Disappointing retail figures – including a slowdown in food sales – and the impact of the recent bad weather could plunge Britain into a triple-dip recession, experts are warning.
Official retail figures released by the Office for National Statistics (ONS) revealed that December was a tough month for customers and retailers.
Excluding fuel, the ONS numbers showed the total value of sales (not seasonally adjusted) was up 1.8% in December compared with a year ago. In November the growth rate was 2.5%.
British Retail Consortium (BRC) director general Helen Dickinson said: “This confirms our own findings that it was a cautious Christmas for many of us. With many household budgets still feeling the squeeze and no signs of economic challenges receding any time soon, this led to a respectable rather than spectacular result during the most crucial trading period of the year.
“Even food, which is usually dependable at this time of year, showed a slowdown in growth. This suggests that relentlessly tough times led many to ‘trade down’ to cheaper and own-label brands, but also that many economised so that they had more money to spend on treating family and friends with nice presents.”

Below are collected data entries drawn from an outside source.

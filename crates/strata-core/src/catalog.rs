//! Feature catalogs
//!
//! A catalog maps canonical feature names to features. It is persisted as a
//! JSON object, one file per topic, and read back many times by the builder
//! and by selection tooling.

use crate::error::{CoreError, Result};
use crate::expr::Feature;
use serde::{Deserialize, Serialize};
use std::collections::{BTreeMap, HashSet};
use std::path::Path;

/// Append-only mapping from canonical name to feature
#[derive(Debug, Clone, Default, PartialEq, Eq, Serialize, Deserialize)]
#[serde(transparent)]
pub struct FeatureCatalog {
    features: BTreeMap<String, Feature>,
}

impl FeatureCatalog {
    pub fn new() -> Self {
        Self::default()
    }

    /// Insert a feature under its canonical name.
    ///
    /// Returns `false` if the name is already taken; the first feature wins.
    pub fn insert(&mut self, feature: Feature) -> bool {
        if self.features.contains_key(feature.name()) {
            return false;
        }
        self.features.insert(feature.name().to_string(), feature);
        true
    }

    pub fn len(&self) -> usize {
        self.features.len()
    }

    pub fn is_empty(&self) -> bool {
        self.features.is_empty()
    }

    pub fn contains(&self, name: &str) -> bool {
        self.features.contains_key(name)
    }

    pub fn get(&self, name: &str) -> Option<&Feature> {
        self.features.get(name)
    }

    /// Features in name order
    pub fn features(&self) -> impl Iterator<Item = &Feature> {
        self.features.values()
    }

    pub fn names(&self) -> impl Iterator<Item = &str> {
        self.features.keys().map(String::as_str)
    }

    /// Features for the given names, in the given order.
    pub fn select<S: AsRef<str>>(&self, names: &[S]) -> Result<Vec<Feature>> {
        names
            .iter()
            .map(|name| {
                self.features
                    .get(name.as_ref())
                    .cloned()
                    .ok_or_else(|| CoreError::FeatureNotFound(name.as_ref().to_string()))
            })
            .collect()
    }

    /// Keep only the selected names. Returns how many features were dropped.
    pub fn retain(&mut self, selection: &HashSet<String>) -> usize {
        let before = self.features.len();
        self.features.retain(|name, _| selection.contains(name));
        before - self.features.len()
    }

    pub fn to_json(&self) -> Result<String> {
        Ok(serde_json::to_string(self)?)
    }

    /// Parse a catalog, re-keying every feature by its recomputed name.
    pub fn from_json(content: &str) -> Result<Self> {
        let raw: BTreeMap<String, Feature> = serde_json::from_str(content)?;
        let mut catalog = Self::new();
        for (key, feature) in raw {
            if key != feature.name() {
                log::warn!(
                    "catalog key '{}' does not match derived name '{}'",
                    key,
                    feature.name()
                );
            }
            if !catalog.insert(feature) {
                log::debug!("dropping duplicate feature under key '{}'", key);
            }
        }
        Ok(catalog)
    }

    pub fn load(path: impl AsRef<Path>) -> Result<Self> {
        let path = path.as_ref();
        let content = std::fs::read_to_string(path)?;
        let catalog = Self::from_json(&content)?;
        log::debug!(
            "loaded {} features from {}",
            catalog.len(),
            path.display()
        );
        Ok(catalog)
    }

    /// Write the catalog, creating parent directories as needed.
    pub fn save(&self, path: impl AsRef<Path>) -> Result<()> {
        let path = path.as_ref();
        if let Some(parent) = path.parent() {
            std::fs::create_dir_all(parent)?;
        }
        std::fs::write(path, self.to_json()?)?;
        log::debug!("saved {} features to {}", self.len(), path.display());
        Ok(())
    }
}

impl FromIterator<Feature> for FeatureCatalog {
    fn from_iter<T: IntoIterator<Item = Feature>>(iter: T) -> Self {
        let mut catalog = Self::new();
        for feature in iter {
            catalog.insert(feature);
        }
        catalog
    }
}

impl Extend<Feature> for FeatureCatalog {
    fn extend<T: IntoIterator<Item = Feature>>(&mut self, iter: T) {
        for feature in iter {
            self.insert(feature);
        }
    }
}

#[cfg(test)]
mod tests {
    use super::*;
    use crate::expr::{logic, Aggregation, Column, Filter};
    use crate::types::DataType;

    fn count_feature(column: &str, topic: &str) -> Feature {
        let col = Column::field(column, DataType::Integer);
        let agg = Aggregation::on(&col, logic::COUNT, DataType::Integer);
        Feature::new(DataType::Integer, topic, agg, Vec::<Filter>::new())
    }

    #[test]
    fn test_insert_dedups_by_name() {
        let mut catalog = FeatureCatalog::new();
        assert!(catalog.insert(count_feature("a_1L", "person")));
        assert!(!catalog.insert(count_feature("a_1L", "applprev")));
        assert_eq!(catalog.len(), 1);
        assert_eq!(
            catalog.features().next().map(Feature::topic),
            Some("person")
        );
    }

    #[test]
    fn test_select_unknown_name() {
        let catalog: FeatureCatalog = vec![count_feature("a_1L", "person")].into_iter().collect();
        let err = catalog.select(&["nope"]).unwrap_err();
        assert!(matches!(err, CoreError::FeatureNotFound(name) if name == "nope"));
    }

    #[test]
    fn test_retain() {
        let mut catalog: FeatureCatalog = vec![
            count_feature("a_1L", "person"),
            count_feature("b_2L", "person"),
        ]
        .into_iter()
        .collect();
        let keep_name = count_feature("b_2L", "person").name().to_string();
        let selection: HashSet<String> = [keep_name.clone()].into_iter().collect();

        assert_eq!(catalog.retain(&selection), 1);
        assert!(catalog.contains(&keep_name));
    }

    #[test]
    fn test_json_is_keyed_by_name() {
        let feature = count_feature("a_1L", "person");
        let catalog: FeatureCatalog = vec![feature.clone()].into_iter().collect();
        let value: serde_json::Value = serde_json::from_str(&catalog.to_json().unwrap()).unwrap();
        assert_eq!(value[feature.name()]["topic"], "person");
        assert_eq!(value[feature.name()]["agg"]["logic"], "count({0})");
    }
}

The BRC has also announced that December shopping centre footfall was down by 2.8%, with out-of-town (OOT) 1% lower and the high street down by 0.5%.
There is now concern among analysts that figures due out on Friday (January 25) could show the economy shrunk by 0.1% in the fourth quarter of last year.
Furthermore, it is feared that the sub-zero temperatures and heavy snowfall in many areas of the UK could hit figures for the first quarter of 2013. That could lead to a second successive period of contraction – and confirming the country has succumbed to a triple dip recession.
Dhaval Joshi, managing editor with research group BCA, said: “In the current quarter, a week of snow may be enough to produce another negative figure: a triple-dip recession.”
Howard Archer, economist at IHS Global Insight, said even limited disruption caused by snow could cause significant economic problems because of the fragile state of the economy.
Heavy snow in 2010 cost the economy -0.5% in gross domestic product in the fourth quarter of the year.
RSA, the insurance group, has estimated that each day of snow costs the economy £473M because a third of workers are disrupted by the poor travel conditions.
The BRC said that the snow was not helping and said retailers’ fortunes could be further hit by a rise in business rates in April.
“It’s a very challenging time for retailers anyway at the moment so anything like this, which deters shoppers further, doesn’t really help matters,” said the BRC. “Consumer confidence is still very low and people have very limited spending power. There’s no sign at the moment that things will let up in the economy.”
- Heavy snow in 2010 cost the economy -0.5% in gross domestic product in the fourth quarter of the year
- Each day of snow costs the economy £473M because a third of workers are disrupted by the poor travel conditions, said RSA
- December shopping centre footfall was down by 2.8%, with out-of-town 1% lower and the high street down by 0.5%, said BRC.